Carlo Greppi è uno storico e scrittore di origine piemontese, nato a Torino nel 1982. Dopo la maturità, ha frequentato il Master in Tecniche della narrazione presso la Scuola Holden di Torino, ha conseguito la laurea magistrale binazionale franco-italiana in Culture Moderne Comparate presso l’Università degli Studi di Torino e l’Université Savoie Mont-Blanc, e un dottorato in Studi Storici presso lo stesso ateneo torinese. Il primo saggio di Carlo Greppi, L’ultimo treno. Racconti del viaggio verso il lager1, risultato di una borsa di studio presso l’Istituto piemontese per la storia della Resistenza e della società contemporanea “Giorgio Agosti”, è uscito nel 2012 e ha vinto il premio Ettore Gallo dell’Istituto storico della Resistenza di Vicenza, dedicato agli storici esordienti. Successivamente ha scritto numerosi altri saggi storici2. Non solo autore di saggi storici, Greppi ha anche pubblicato un romanzo, Non restare indietro3, che affronta il tema della memoria della Shoah e del rapporto stretto che questo evento ha con il presente. Greppi si è ispirato alla sua esperienza di fondatore dell’Associazione Deina: affrontare le memorie del Novecento attraverso viaggi nei luoghi degli eventi per capirne le ragioni, per analizzare il contesto e per chiarire le condizioni che hanno portato uomini e donne a esserne parte, come vittime e come persecutori4.
È stato, inoltre, collaboratore RAI per il canale Rai Storia, in qualità di conduttore, inviato e ospite e ha partecipato a numerosi programmi su Rai Radio 3 con narrazioni su date importanti come il 25 aprile e l’8 settembre. Da menzionare la sua partecipazione come membro del Comitato Scientifico dell’Istituto Nazionale Ferruccio Parri e il suo ruolo di curatore, per Laterza, della collana Fact Checking: la Storia alla prova dei fatti, una serie di volumi volti a smontare le fake news di matrice storica che, sia in rete che nella vita reale, generano disinformazione, la quale spesse volte è all’origine di azioni di odio e violenza.
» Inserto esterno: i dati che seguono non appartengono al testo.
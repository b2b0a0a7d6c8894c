//! authflow
//!
//! Dual-mode login/signup TUI: field validation, shared state store, and
//! positioned modal overlays. The credential check itself is supplied by
//! the caller; this binary wires in a demo handler.

mod app;
mod input;
mod store;
mod ui;

use std::io;

use anyhow::Result;
use crossterm::{
    event::{self, Event},
    execute,
    terminal::{disable_raw_mode, enable_raw_mode, EnterAlternateScreen, LeaveAlternateScreen},
};
use ratatui::{backend::CrosstermBackend, Terminal};

use app::{App, AppConfig};
use store::{Action, Store};

/// Credentials accepted by the demo handler.
const DEMO_EMAIL: &str = "johndoe@gmail.com";
const DEMO_PASSWORD: &str = "qwerty";

fn main() -> Result<()> {
    enable_raw_mode()?;
    let mut stdout = io::stdout();
    execute!(stdout, EnterAlternateScreen)?;
    let backend = CrosstermBackend::new(stdout);
    let mut terminal = Terminal::new(backend)?;

    let result = run(&mut terminal);

    disable_raw_mode()?;
    execute!(terminal.backend_mut(), LeaveAlternateScreen)?;
    terminal.show_cursor()?;

    result
}

fn run(terminal: &mut Terminal<CrosstermBackend<io::Stdout>>) -> Result<()> {
    let config = AppConfig::default();
    let tick_rate = config.tick_rate;
    let mut app = App::new(config, Box::new(check_credentials));

    while !app.should_quit {
        terminal.draw(|frame| app.render(frame))?;

        if event::poll(tick_rate)? {
            if let Event::Key(key) = event::read()? {
                app.handle_key_event(key);
            }
        }
    }

    Ok(())
}

/// Stand-in for the host application's credential check. Flags the store on
/// failure, navigates to the home page on success.
fn check_credentials(email: &str, password: &str, store: &mut Store) {
    let ok = email == DEMO_EMAIL && password == DEMO_PASSWORD;
    store.dispatch(Action::SetAuthError(!ok));
    if ok {
        store.is_user_authorised = true;
        store.is_home_page = true;
        store.is_authorisation_page = false;
    }
}
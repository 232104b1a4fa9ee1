//! Progress-callback trait for per-run conversion events.
//!
//! Inject an [`Arc<dyn ConversionProgressCallback>`] via
//! [`crate::config::ConversionConfigBuilder::progress_callback`] to hear about
//! each engine pass as it happens. A LaTeX document with a table of contents
//! typically needs two or three passes, each taking seconds, so a caller
//! driving a terminal or a job queue wants to show something in between.
//!
//! # Example
//!
//! ```rust
//! use tex2doc::{ConversionProgressCallback, ConversionConfig};
//! use std::sync::{Arc, atomic::{AtomicU32, Ordering}};
//!
//! struct CountingCallback {
//!     runs: AtomicU32,
//! }
//!
//! impl ConversionProgressCallback for CountingCallback {
//!     fn on_run_complete(&self, run: u32, max_runs: u32, stable: bool) {
//!         self.runs.fetch_add(1, Ordering::SeqCst);
//!         eprintln!("run {}/{} done (stable: {})", run, max_runs, stable);
//!     }
//! }
//!
//! let counter = Arc::new(CountingCallback { runs: AtomicU32::new(0) });
//!
//! let config = ConversionConfig::builder()
//!     .progress_callback(counter as Arc<dyn ConversionProgressCallback>)
//!     .build()
//!     .unwrap();
//! ```

use std::sync::Arc;

/// Called by the orchestrator as it drives the engine.
///
/// Runs are strictly sequential, so methods are never called concurrently
/// for one conversion. The trait is still `Send + Sync` because the config
/// holding it may be shared between conversions on different threads. All
/// methods default to no-ops.
pub trait ConversionProgressCallback: Send + Sync {
    /// Called once after validation, before the workspace is created.
    fn on_conversion_start(&self, engine: &str, max_runs: u32) {
        let _ = (engine, max_runs);
    }

    /// Called just before the engine is launched. `run` is 1-indexed.
    fn on_run_start(&self, run: u32, max_runs: u32) {
        let _ = (run, max_runs);
    }

    /// Called after a clean engine exit.
    ///
    /// `stable` is true when the auxiliary file matched the previous run,
    /// i.e. this is the last run.
    fn on_run_complete(&self, run: u32, max_runs: u32, stable: bool) {
        let _ = (run, max_runs, stable);
    }

    /// Called once after the workspace has been torn down.
    ///
    /// Not called when validation rejected the request.
    fn on_conversion_complete(&self, success: bool, runs: u32) {
        let _ = (success, runs);
    }
}

/// A no-op implementation for callers that don't need progress events.
pub struct NoopProgressCallback;

impl ConversionProgressCallback for NoopProgressCallback {}

/// Convenience alias matching the type stored in [`crate::config::ConversionConfig`].
pub type ProgressCallback = Arc<dyn ConversionProgressCallback>;

#[cfg(test)]
mod tests {
    use super::*;
    use std::sync::atomic::{AtomicU32, Ordering};

    #[derive(Default)]
    struct TrackingCallback {
        starts: AtomicU32,
        completes: AtomicU32,
        stable_at: AtomicU32,
    }

    impl ConversionProgressCallback for TrackingCallback {
        fn on_run_start(&self, _run: u32, _max_runs: u32) {
            self.starts.fetch_add(1, Ordering::SeqCst);
        }

        fn on_run_complete(&self, run: u32, _max_runs: u32, stable: bool) {
            self.completes.fetch_add(1, Ordering::SeqCst);
            if stable {
                self.stable_at.store(run, Ordering::SeqCst);
            }
        }
    }

    #[test]
    fn noop_callback_does_not_panic() {
        let cb = NoopProgressCallback;
        cb.on_conversion_start("pdflatex", 5);
        cb.on_run_start(1, 5);
        cb.on_run_complete(1, 5, false);
        cb.on_conversion_complete(false, 1);
    }

    #[test]
    fn tracking_callback_receives_events() {
        let tracker = TrackingCallback::default();

        tracker.on_run_start(1, 3);
        tracker.on_run_complete(1, 3, false);
        tracker.on_run_start(2, 3);
        tracker.on_run_complete(2, 3, true);

        assert_eq!(tracker.starts.load(Ordering::SeqCst), 2);
        assert_eq!(tracker.completes.load(Ordering::SeqCst), 2);
        assert_eq!(tracker.stable_at.load(Ordering::SeqCst), 2);
    }

    #[test]
    fn arc_dyn_callback_works() {
        let cb: ProgressCallback = Arc::new(NoopProgressCallback);
        cb.on_conversion_start("tex", 2);
        cb.on_run_start(1, 2);
    }
}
Il buon tedesco è un volume pensato non soltanto per un pubblico di studiosi del mondo contemporaneo – e in special modo del secondo conflitto mondiale con riguardo all’8 settembre e al fenomeno resistenziale – ma per un pubblico più vasto che voglia approfondire la propria conoscenza su un periodo storico fatto di apparenti contraddizioni, di difficoltà, di lotta per la vita propria e del proprio Paese sentito come estensione necessaria di sé.
Si è abituati a considerare il tedesco come feroce nazista; si tende a dare un’interpretazione stereotipata di un intero popolo5. Ma questo volume ci racconta che la realtà è molto più complessa, intricata, fatta di scelte non facili e di umanità; ci dice che non tutti i tedeschi sono stati SS macchiatesi di macabri atti e di crimini contro l’umanità, ma che ci sono stati, anzi, soldati, ufficiali dell’esercito, della marina, dell’aviazione, che hanno fatto la scelta di non seguire le direttive scellerate provenienti da Berlino inoltrate dai comandi locali, ma di opporsi ad esse unendosi alla popolazione locale soggetta all’occupazione, unendosi alla resistenza, perché mossi dalla compassione, dal rimorso, ma anche dalla volontà di aiutare un popolo, come quello italiano, a rimettersi in piedi e ricostruire un mondo democratico e più giusto per tutti.
Il volume si situa all’interno del filone di ricerca sul secondo conflitto mondiale e sul movimento partigiano italiano negli ultimi due anni e mezzo di guerra, dall’autunno 1943 alla primavera 1945. Greppi si basa su testi come quelli di Carlo Gentile6, Santo Peli7 e Claudio Pavone8.
La storia del capitano Rudolf Jacobs, e di tanti altri militari tedeschi che hanno disertato le loro forze armate, è già nota agli storici dagli anni Cinquanta. Già Nuto Revelli parlò nel suo Il disperso di Marburg9 di un “tedesco buono”, Rudolf Knaut, un uomo con poca voglia di fare il soldato, che come lui aveva combattuto in Russia, e che in Italia morì in modo imprevedibile; non innocente, ma forse poco propenso ad opporsi agli ordini e alla retorica bellica. E sul capitano Jacobs gli storici della Lunigiana – territorio in cui Rudolf operò sia come occupante che, successivamente, come partigiano – hanno ricercato e scritto tanto, ed ora egli è diventato parte integrante dell’identità resistenziale locale; inoltre, su di lui è stato realizzato anche un film, uscito nel 2011, Rudolf Jacobs, l’uomo che nacque morendo, di Luigi Faccini 10.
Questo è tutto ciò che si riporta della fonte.